[Collected data entries]
—————

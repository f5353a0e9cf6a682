//! Agent loop integration tests
//!
//! A scripted backend plays the model: each step pops the next reply, which may ask
//! for tool calls. Remote tools come from an in-memory connector.

use async_trait::async_trait;
use llm_conduit::{
    Agent, ChatBackend, ChatRequest, Connector, Error, Message, MessageRole, ModelResponse,
    Pipeline, Result, RunOutcome, ToolCall, ToolServerConfig, ToolServerManager,
    ToolServerSession, ToolSpec, tool,
};
use serde_json::{Map, Value, json};
use std::collections::VecDeque;
use std::sync::atomic::{AtomicUsize, Ordering};
use std::sync::{Arc, Mutex};

#[derive(Default)]
struct ScriptedModel {
    replies: Mutex<VecDeque<ModelResponse>>,
    /// Tool names advertised on each call.
    advertised: Mutex<Vec<Vec<String>>>,
    /// Conversation received on each call.
    conversations: Mutex<Vec<Vec<Message>>>,
}

impl ScriptedModel {
    fn new(replies: Vec<ModelResponse>) -> Arc<Self> {
        Arc::new(Self {
            replies: Mutex::new(replies.into()),
            ..Default::default()
        })
    }

    fn calls(&self) -> usize {
        self.conversations.lock().unwrap().len()
    }
}

#[async_trait]
impl ChatBackend for ScriptedModel {
    async fn complete(&self, request: &ChatRequest<'_>) -> Result<ModelResponse> {
        self.advertised
            .lock()
            .unwrap()
            .push(request.tools.iter().map(|t| t.name.clone()).collect());
        self.conversations
            .lock()
            .unwrap()
            .push(request.messages.to_vec());
        Ok(self
            .replies
            .lock()
            .unwrap()
            .pop_front()
            .unwrap_or_else(|| ModelResponse::new("fallback answer")))
    }
}

fn call(id: &str, name: &str) -> ToolCall {
    ToolCall::new(id, name, Map::new())
}

fn asks_for(calls: Vec<ToolCall>) -> ModelResponse {
    ModelResponse::new("").with_tool_calls(calls)
}

fn pipeline(model: &Arc<ScriptedModel>) -> Arc<Pipeline> {
    Arc::new(
        Pipeline::builder()
            .shared_backend(model.clone())
            .build()
            .unwrap(),
    )
}

fn counting_tool(name: &'static str, counter: &Arc<AtomicUsize>, output: Value) -> llm_conduit::Tool {
    let counter = counter.clone();
    tool(name, format!("{name} tool")).build(move |_args| {
        let counter = counter.clone();
        let output = output.clone();
        async move {
            counter.fetch_add(1, Ordering::SeqCst);
            Ok(output)
        }
    })
}

#[tokio::test]
async fn test_only_requested_tool_runs() {
    let model = ScriptedModel::new(vec![
        asks_for(vec![call("call_1", "tool_a")]),
        ModelResponse::new("all done"),
    ]);
    let a_runs = Arc::new(AtomicUsize::new(0));
    let b_runs = Arc::new(AtomicUsize::new(0));

    let mut agent = Agent::builder()
        .model(pipeline(&model).model("gpt-4o"))
        .tool(counting_tool("tool_a", &a_runs, json!("A result")))
        .tool(counting_tool("tool_b", &b_runs, json!("B result")))
        .build()
        .unwrap();

    let outcome = agent.run("use tool a").await.unwrap();

    assert_eq!(outcome, RunOutcome::Finished("all done".into()));
    assert_eq!(a_runs.load(Ordering::SeqCst), 1);
    assert_eq!(b_runs.load(Ordering::SeqCst), 0);

    let roles: Vec<_> = agent.history().iter().map(|m| m.role()).collect();
    assert_eq!(
        roles,
        vec![
            MessageRole::User,
            MessageRole::Assistant,
            MessageRole::Tool,
            MessageRole::Assistant,
        ]
    );
    assert_eq!(agent.history()[2].content(), "A result");

    // The second model call saw the tool result
    let second = &model.conversations.lock().unwrap()[1];
    assert!(matches!(
        &second[2],
        Message::Tool { tool_call_id, name, .. } if tool_call_id == "call_1" && name == "tool_a"
    ));
}

#[tokio::test]
async fn test_max_steps_reached() {
    let model = ScriptedModel::new(
        (0..5)
            .map(|i| asks_for(vec![call(&format!("c{i}"), "tool_a")]))
            .collect(),
    );
    let runs = Arc::new(AtomicUsize::new(0));

    let mut agent = Agent::builder()
        .model(pipeline(&model).model("gpt-4o"))
        .tool(counting_tool("tool_a", &runs, json!({"ok": true})))
        .max_steps(3)
        .build()
        .unwrap();

    let outcome = agent.run("loop forever").await.unwrap();

    assert_eq!(outcome, RunOutcome::MaxStepsReached);
    assert_eq!(outcome.text(), "Max steps reached");
    assert_eq!(model.calls(), 3);
    assert_eq!(runs.load(Ordering::SeqCst), 3);
    assert_eq!(agent.history()[2].content(), "{\"ok\":true}");
}

#[tokio::test]
async fn test_multiple_calls_in_one_step_run_in_order() {
    let model = ScriptedModel::new(vec![
        asks_for(vec![call("1", "first"), call("2", "second")]),
        ModelResponse::new("done"),
    ]);
    let runs = Arc::new(AtomicUsize::new(0));

    let mut agent = Agent::builder()
        .model(pipeline(&model).model("gpt-4o"))
        .tool(counting_tool("first", &runs, json!("one")))
        .tool(counting_tool("second", &runs, json!("two")))
        .build()
        .unwrap();

    agent.run("go").await.unwrap();

    let results: Vec<_> = agent
        .history()
        .iter()
        .filter(|m| m.role() == MessageRole::Tool)
        .map(|m| m.content().to_string())
        .collect();
    assert_eq!(results, vec!["one", "two"]);
}

#[tokio::test]
async fn test_local_tool_error_becomes_result_text() {
    let model = ScriptedModel::new(vec![
        asks_for(vec![call("1", "flaky")]),
        ModelResponse::new("recovered"),
    ]);
    let flaky = tool("flaky", "Always fails")
        .build(|_| async { Err::<Value, _>(Error::tool("disk on fire")) });

    let mut agent = Agent::builder()
        .model(pipeline(&model).model("gpt-4o"))
        .tool(flaky)
        .build()
        .unwrap();

    let outcome = agent.run("try it").await.unwrap();

    assert!(outcome.is_finished());
    assert_eq!(
        agent.history()[2].content(),
        "Error: Tool execution error: disk on fire"
    );
}

#[tokio::test]
async fn test_unknown_tool_becomes_result_text() {
    let model = ScriptedModel::new(vec![
        asks_for(vec![call("1", "ghost")]),
        ModelResponse::new("ok"),
    ]);
    let mut agent = Agent::builder()
        .model(pipeline(&model).model("gpt-4o"))
        .build()
        .unwrap();

    agent.run("call a ghost").await.unwrap();
    assert_eq!(
        agent.history()[2].content(),
        "Error: Tool ghost not found or failed: Tool ghost not found on any server"
    );
}

/// Serves a fixed tool list; `explode` always fails.
struct RemoteSession {
    server: String,
    tools: Vec<String>,
}

#[async_trait]
impl ToolServerSession for RemoteSession {
    async fn list_tools(&self) -> Result<Vec<ToolSpec>> {
        Ok(self
            .tools
            .iter()
            .map(|name| ToolSpec::new(name.as_str(), "remote", json!({"type": "object"})))
            .collect())
    }

    async fn call_tool(&self, name: &str, arguments: Value) -> Result<Value> {
        if name == "explode" {
            return Err(Error::tool_server(&self.server, "tool crashed"));
        }
        Ok(json!(format!("remote {name} {arguments}")))
    }

    async fn close(&self) -> Result<()> {
        Ok(())
    }
}

struct InMemoryConnector;

#[async_trait]
impl Connector for InMemoryConnector {
    async fn connect(
        &self,
        name: &str,
        config: &ToolServerConfig,
    ) -> Result<Box<dyn ToolServerSession>> {
        Ok(Box::new(RemoteSession {
            server: name.to_string(),
            tools: config.args.clone(),
        }))
    }
}

fn servers() -> ToolServerManager {
    ToolServerManager::new(Arc::new(InMemoryConnector))
        .with_server("files", ToolServerConfig::new("files-server").args(["shared", "read"]))
        .with_server("web", ToolServerConfig::new("web-server").args(["read", "explode"]))
}

#[tokio::test]
async fn test_remote_tools_are_advertised_after_enter() {
    let model = ScriptedModel::new(vec![ModelResponse::new("nothing to do")]);
    let runs = Arc::new(AtomicUsize::new(0));

    let mut agent = Agent::builder()
        .model(pipeline(&model).model("gpt-4o"))
        .tool(counting_tool("shared", &runs, json!("local")))
        .servers(servers())
        .build()
        .unwrap();

    // Before enter the servers are not running
    let names: Vec<_> = agent.tool_specs().await.into_iter().map(|t| t.name).collect();
    assert_eq!(names, vec!["shared"]);

    agent.enter().await.unwrap();
    agent.run("hi").await.unwrap();
    agent.exit().await;

    assert_eq!(
        model.advertised.lock().unwrap()[0],
        vec!["shared", "read", "explode"]
    );
    assert!(!agent.servers().unwrap().is_active());
}

#[tokio::test]
async fn test_local_tool_wins_over_remote() {
    let model = ScriptedModel::new(vec![
        asks_for(vec![call("1", "shared"), call("2", "read")]),
        ModelResponse::new("done"),
    ]);
    let runs = Arc::new(AtomicUsize::new(0));

    let mut agent = Agent::builder()
        .model(pipeline(&model).model("gpt-4o"))
        .tool(counting_tool("shared", &runs, json!("local shared")))
        .servers(servers())
        .build()
        .unwrap();

    agent.enter().await.unwrap();
    agent.run("go").await.unwrap();
    agent.exit().await;

    assert_eq!(runs.load(Ordering::SeqCst), 1);
    assert_eq!(agent.history()[2].content(), "local shared");
    // "read" is routed to the first server that lists it
    assert_eq!(agent.history()[3].content(), "remote read {}");
}

#[tokio::test]
async fn test_remote_failure_becomes_result_text() {
    let model = ScriptedModel::new(vec![
        asks_for(vec![call("1", "explode")]),
        ModelResponse::new("handled"),
    ]);

    let mut agent = Agent::builder()
        .model(pipeline(&model).model("gpt-4o"))
        .servers(servers())
        .build()
        .unwrap();

    agent.enter().await.unwrap();
    let outcome = agent.run("boom").await.unwrap();
    agent.exit().await;

    assert_eq!(outcome.into_text(), "handled");
    assert_eq!(
        agent.history()[2].content(),
        "Error: Tool explode not found or failed: Tool explode not found on any server"
    );
}

#[tokio::test]
async fn test_backend_error_aborts_run() {
    struct Broken;

    #[async_trait]
    impl ChatBackend for Broken {
        async fn complete(&self, _request: &ChatRequest<'_>) -> Result<ModelResponse> {
            Err(Error::api("API error 401: unauthorized"))
        }
    }

    let pipeline = Arc::new(Pipeline::builder().backend(Broken).build().unwrap());
    let mut agent = Agent::builder()
        .model(pipeline.model("gpt-4o"))
        .build()
        .unwrap();

    assert!(matches!(agent.run("hi").await, Err(Error::Api(_))));
}

#[tokio::test]
async fn test_each_run_starts_fresh_history() {
    let model = ScriptedModel::new(vec![ModelResponse::new("one"), ModelResponse::new("two")]);
    let mut agent = Agent::builder()
        .model(pipeline(&model).model("gpt-4o"))
        .build()
        .unwrap();

    agent.run("first").await.unwrap();
    agent.run("second").await.unwrap();

    assert_eq!(agent.history().len(), 2);
    assert_eq!(agent.history()[0].content(), "second");

    agent.clear_history();
    assert!(agent.history().is_empty());
}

—————

- _TASK_: Pull every line containing "ToolServerConfig" from the entries above and copy it.

- _EXERCISE ANSWER_:
    Pipeline, Result, RunOutcome, ToolCall, ToolServerConfig, ToolServerManager,
        config: &ToolServerConfig,
        .with_server("files", ToolServerConfig::new("files-server").args(["shared", "read"]))
        .with_server("web", ToolServerConfig::new("web-server").args(["read", "explode"]))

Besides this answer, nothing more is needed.